Polska, Dania i inni sojusznicy będą wspierać Ukrainę tak długo, jak będzie trzeba; od roku trwa wojna w Europie, ale możemy być dumni ze swojej reakcji, współpracowaliśmy, aby nałożyć jak najmocniejsze sankcje na Rosję - powiedziała w czwartek w Kopenhadze premier Danii Mette Frederiksen. Polsko-duńska współpraca jest kluczowa w przekonywaniu innych o istotności wspierania Ukrainy - wskazał premier Mateusz Morawiecki.
Premier Mateusz Morawiecki składa w czwartek wizytę w Kopenhadze, gdzie spotkał się z szefową duńskiego rządu. Wśród tematów rozmów była m.in. współpraca na rzecz bezpieczeństwa w kontekście agresji Rosji.
Dania docenia polskie wsparcie dla Ukrainy
Na wspólnej konferencji prasowej duńska premier podkreśliła, że Polska od początku wojny w Ukrainie udzielała olbrzymiego wsparcia swoim ukraińskim sąsiadom.
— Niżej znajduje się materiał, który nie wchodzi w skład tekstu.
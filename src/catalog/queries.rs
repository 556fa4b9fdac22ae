//! Data-dictionary query templates, per (object kind, engine).
//!
//! Each entry is either a SQL template with a single `{}` substitution
//! point for the object name, or one of two sentinels: `NotImplemented`
//! (no catalog query written for this engine yet) and `NotPossible` (the
//! engine cannot expose this through SQL at all, e.g. Access). Callers
//! must check for the sentinels before substituting.
//!
//! Rendered-type formatting (length/precision/scale) lives inside each
//! engine's SQL because every engine encodes these differently; the
//! introspector never post-processes type strings.

use super::{profile_for, Engine};

/// The kinds of schema object the introspector can enumerate.
#[derive(Debug, Clone, Copy, PartialEq, Eq, Hash)]
pub enum SchemaObjectKind {
    Tables,
    Views,
    TableColumns,
    ViewColumns,
    Indexes,
    IndexColumns,
}

impl SchemaObjectKind {
    pub fn as_str(&self) -> &'static str {
        match self {
            Self::Tables => "tables",
            Self::Views => "views",
            Self::TableColumns => "table columns",
            Self::ViewColumns => "view columns",
            Self::Indexes => "indexes",
            Self::IndexColumns => "index columns",
        }
    }
}

/// A catalog query template, or the reason there is none.
#[derive(Debug, Clone, Copy, PartialEq, Eq)]
pub enum CatalogQuery {
    Sql(&'static str),
    NotImplemented,
    NotPossible,
}

impl CatalogQuery {
    /// True when this entry is a skip sentinel rather than runnable SQL.
    pub fn is_skip(&self) -> bool {
        !matches!(self, Self::Sql(_))
    }

    /// Substitutes the object name into the template.
    ///
    /// Returns None for the sentinels; check `skip_reason` first.
    pub fn substitute(&self, object_name: &str) -> Option<String> {
        match self {
            Self::Sql(template) => Some(template.replace("{}", object_name)),
            _ => None,
        }
    }
}

/// Human-readable explanation for a skipped (kind, engine) pair.
pub fn skip_reason(query: CatalogQuery, kind: SchemaObjectKind, engine: Engine) -> Option<String> {
    match query {
        CatalogQuery::Sql(_) => None,
        CatalogQuery::NotImplemented => Some(format!(
            "FINDING YOUR {} NOT IMPLEMENTED FOR {}.",
            kind.as_str(),
            engine.as_str().to_uppercase()
        )),
        CatalogQuery::NotPossible => Some(format!(
            "SQL CANNOT READ THE SCHEMA IN {} THROUGH {}.",
            engine.as_str().to_uppercase(),
            profile_for(engine).driver_name.to_uppercase()
        )),
    }
}

/// Looks up the catalog query for one (object kind, engine) pair.
///
/// Result-set column order is part of the contract:
/// - Tables: `table_name`
/// - Views: `view_name, view_sql` (extra columns ignored)
/// - Table/view columns: `column_id, column_name, data_type, nullable
///   ('Yes'/'No'), data_default[, comments]`
/// - Indexes: `index_name, index_type, table_type, unique ('Yes'/'No')`
/// - Index columns: `column_position, column_name, descend, column_expression`
pub fn template_for(kind: SchemaObjectKind, engine: Engine) -> CatalogQuery {
    use CatalogQuery::{NotImplemented, NotPossible, Sql};
    use Engine::*;
    use SchemaObjectKind::*;

    match (kind, engine) {
        (_, Access) => NotPossible,

        (Tables, Mysql) => Sql(
            "SELECT table_name \
             FROM information_schema.tables \
             WHERE table_type = 'BASE TABLE' \
             AND table_schema = database() \
             ORDER BY table_name",
        ),
        (Tables, Oracle) => Sql(
            "SELECT table_name \
             FROM user_tables \
             ORDER BY table_name",
        ),
        (Tables, Postgres) => Sql(
            "SELECT table_name \
             FROM information_schema.tables \
             WHERE table_type = 'BASE TABLE' \
             AND table_schema = 'public' \
             ORDER BY table_name",
        ),
        (Tables, Sqlite) => Sql(
            "SELECT name AS table_name \
             FROM sqlite_master \
             WHERE type='table' \
             AND name NOT LIKE 'sqlite_%' \
             ORDER BY name",
        ),
        (Tables, SqlServer) => Sql(
            "SELECT name AS table_name \
             FROM sys.tables \
             WHERE type='U' \
             ORDER BY name",
        ),

        (Views, Mysql) => Sql(
            "SELECT table_name AS view_name, view_definition AS view_sql, \
               check_option, is_updatable \
             FROM information_schema.views \
             WHERE table_schema = database() \
             ORDER BY table_name",
        ),
        (Views, Oracle) => Sql(
            "SELECT view_name, text AS view_sql \
             FROM user_views \
             ORDER BY view_name",
        ),
        (Views, Postgres) => Sql(
            "SELECT table_name AS view_name, view_definition AS view_sql, \
               check_option, is_updatable \
             FROM information_schema.views \
             WHERE table_schema = 'public' \
             ORDER BY table_name",
        ),
        (Views, Sqlite) => Sql(
            "SELECT name AS view_name, sql AS view_sql \
             FROM sqlite_master \
             WHERE type='view' \
             ORDER BY name",
        ),
        (Views, SqlServer) => Sql(
            "SELECT name AS view_name, \
               object_definition(object_id(name)) AS view_sql \
             FROM sys.views WHERE type='V' \
             ORDER BY name",
        ),

        (TableColumns | ViewColumns, Oracle) => Sql(
            "SELECT column_id, c.column_name, \
               CASE \
                 WHEN (data_type LIKE '%CHAR%' OR data_type IN ('RAW','UROWID')) \
                   THEN data_type||'('||c.char_length|| \
                        DECODE(char_used,'B',' BYTE','C',' CHAR',NULL)||')' \
                 WHEN data_type = 'NUMBER' \
                   THEN \
                     CASE \
                       WHEN c.data_precision IS NULL AND c.data_scale IS NULL \
                         THEN 'NUMBER' \
                       WHEN c.data_precision IS NULL AND c.data_scale IS NOT NULL \
                         THEN 'NUMBER(38,'||c.data_scale||')' \
                       ELSE data_type||'('||c.data_precision||','||c.data_scale||')' \
                       END \
                 WHEN data_type = 'BFILE' \
                   THEN 'BINARY FILE LOB (BFILE)' \
                 WHEN data_type = 'FLOAT' \
                   THEN data_type||'('||to_char(data_precision)||')'|| \
                        DECODE(data_precision, 126,' (double precision)', \
                        63,' (real)',NULL) \
                 ELSE data_type \
                 END AS data_type, \
               DECODE(nullable,'Y','Yes','No') AS nullable, \
               NVL(data_default,'(null)') AS data_default, \
               NVL(comments,'(null)') AS comments \
             FROM user_tab_cols c, user_col_comments com \
             WHERE c.table_name = '{}' \
             AND c.table_name = com.table_name \
             AND c.column_name = com.column_name \
             ORDER BY column_id",
        ),
        (TableColumns | ViewColumns, Postgres) => Sql(
            "SELECT ordinal_position, column_name, \
               CASE \
                 WHEN character_maximum_length IS NOT NULL \
                   THEN data_type||'('||character_maximum_length||')' \
                 WHEN data_type IN ('numeric','decimal') \
                      AND numeric_precision IS NOT NULL \
                   THEN data_type||'('||numeric_precision||','||numeric_scale||')' \
                 ELSE data_type \
                 END AS data_type, \
               CASE WHEN is_nullable = 'YES' THEN 'Yes' ELSE 'No' END AS nullable, \
               COALESCE(column_default, '(null)') AS data_default, \
               COALESCE(col_description( \
                 format('%I.%I', table_schema, table_name)::regclass::oid, \
                 ordinal_position), '(null)') AS comments \
             FROM information_schema.columns \
             WHERE table_schema = 'public' AND table_name = '{}' \
             ORDER BY ordinal_position",
        ),
        (TableColumns | ViewColumns, Sqlite) => Sql(
            "SELECT cid AS column_id, name AS column_name, type AS data_type, \
               CASE \
                 WHEN \"notnull\" = 1 \
                   THEN 'No' \
               ELSE 'Yes' \
               END AS nullable, \
               CASE \
                 WHEN dflt_value IS NULL \
                   THEN '(null)' \
                 ELSE dflt_value \
                 END AS data_default \
             FROM pragma_table_info('{}')",
        ),
        (TableColumns, SqlServer) => Sql(
            "SELECT c.column_id, c.name AS column_name, \
               CASE \
                 WHEN t.name IN ('varchar','char','nvarchar','nchar','varbinary') \
                   THEN CONCAT(t.name,'(',c.max_length,')') \
                 WHEN t.name IN ('decimal','numeric') \
                   THEN CONCAT(t.name,'(',c.precision,',',c.scale,')') \
                 ELSE t.name \
                 END AS data_type, \
               CASE WHEN c.is_nullable = 1 THEN 'Yes' ELSE 'No' END AS nullable, \
               ISNULL(object_definition(c.default_object_id), '(null)') \
                 AS data_default \
             FROM sys.columns c INNER JOIN sys.objects o \
               ON o.object_id = c.object_id \
             LEFT JOIN sys.types t \
               ON t.user_type_id = c.user_type_id \
             WHERE o.type = 'U' \
             AND o.name = '{}' \
             ORDER BY c.column_id",
        ),
        (ViewColumns, SqlServer) => NotImplemented,
        (TableColumns | ViewColumns, Mysql) => NotImplemented,

        (Indexes, Oracle) => Sql(
            "SELECT index_name, index_type, table_type, \
               CASE \
                 WHEN uniqueness = 'UNIQUE' \
                   THEN 'Yes' \
               ELSE 'No' \
               END AS \"unique\" \
             FROM user_indexes WHERE table_name = '{}' \
             ORDER BY index_name",
        ),
        (Indexes, Postgres) => Sql(
            "SELECT i.relname AS index_name, am.amname AS index_type, \
               'TABLE' AS table_type, \
               CASE WHEN ix.indisunique THEN 'Yes' ELSE 'No' END AS \"unique\" \
             FROM pg_class t \
             JOIN pg_index ix ON t.oid = ix.indrelid \
             JOIN pg_class i ON i.oid = ix.indexrelid \
             JOIN pg_am am ON am.oid = i.relam \
             JOIN pg_namespace n ON n.oid = t.relnamespace \
             WHERE n.nspname = 'public' AND t.relname = '{}' \
             ORDER BY i.relname",
        ),
        (Indexes, Sqlite) => Sql(
            "SELECT name AS index_name, 'DUMMY' AS index_type, \
               'DUMMY' AS table_type, \
               CASE \
                 WHEN \"unique\" = 1 \
                   THEN 'Yes' \
               ELSE 'No' \
               END AS \"unique\" \
             FROM pragma_index_list('{}')",
        ),
        (Indexes, Mysql | SqlServer) => NotImplemented,

        (IndexColumns, Oracle) => Sql(
            "SELECT ic.column_position, column_name, descend, \
             column_expression FROM user_ind_columns ic \
             LEFT OUTER JOIN user_ind_expressions ie \
             ON ic.column_position = ie.column_position \
             AND ic.index_name = ie.index_name \
             WHERE ic.index_name = '{}' \
             ORDER BY ic.column_position",
        ),
        (IndexColumns, Postgres) => Sql(
            "SELECT k.n AS column_position, \
               pg_get_indexdef(i.oid, k.n, true) AS column_name, \
               CASE WHEN (ix.indoption[k.n-1] & 1) = 1 \
                 THEN 'DESC' ELSE 'ASC' END AS descend, \
               '' AS column_expression \
             FROM pg_class i \
             JOIN pg_index ix ON ix.indexrelid = i.oid \
             JOIN pg_namespace ns ON ns.oid = i.relnamespace, \
             LATERAL generate_series(1, ix.indnkeyatts) AS k(n) \
             WHERE ns.nspname = 'public' AND i.relname = '{}' \
             ORDER BY k.n",
        ),
        (IndexColumns, Sqlite) => Sql(
            "SELECT seqno AS column_position, name AS column_name, \
               'ASC' AS descend, '' AS column_expression \
             FROM pragma_index_info('{}')",
        ),
        (IndexColumns, Mysql | SqlServer) => NotImplemented,
    }
}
Polska, Dania i inni sojusznicy będą stali we wsparciu Ukrainy tak długo, jak będzie trzeba - tak jak powiedział prezydent Stanów Zjednoczonych (Joe Biden) kilka dnie temu w Kijowie
— podkreśliła Frederiksen.
Przypomniała, że w piątek będzie rocznica „bardzo smutnego, ciemnego dnia inwazji Rosji na Ukrainę”.
Rok trwania wojny w Europie, ale myślę, że możemy być dumni ze swojej reakcji, razem współpracowaliśmy blisko, tak aby nałożyć jak najmocniejsze sankcje, aby przekazywać Ukrainie wszelkie potrzebne zasoby i w dalszym ciągu wspierać ją w sposób finansowy, humanitarny (…). I oczywiście oba nasze kraje w dalszym ciągu wspierają Ukrainę w zakresie przekazywanie sprzętu wojskowego, szkolenia żołnierzy itd.
— mówiła Frederiksen.
Te tematy poruszyliśmy dzisiaj i w taki też sposób razem z sojusznikami będziemy w dalszym ciągu wspierać Ukrainę
— zapewniła duńska premier.
Podziękowała też Morawieckiemu za odegranie istotnej roli w NATO i UE w kontekście wojny w Ukrainie. Dodała, że działania polskiego premiera były bardzo ważnym głosem mówiącym, że wojna w Ukrainie to wojna dotycząca europejskich wartości i samej istoty demokracji.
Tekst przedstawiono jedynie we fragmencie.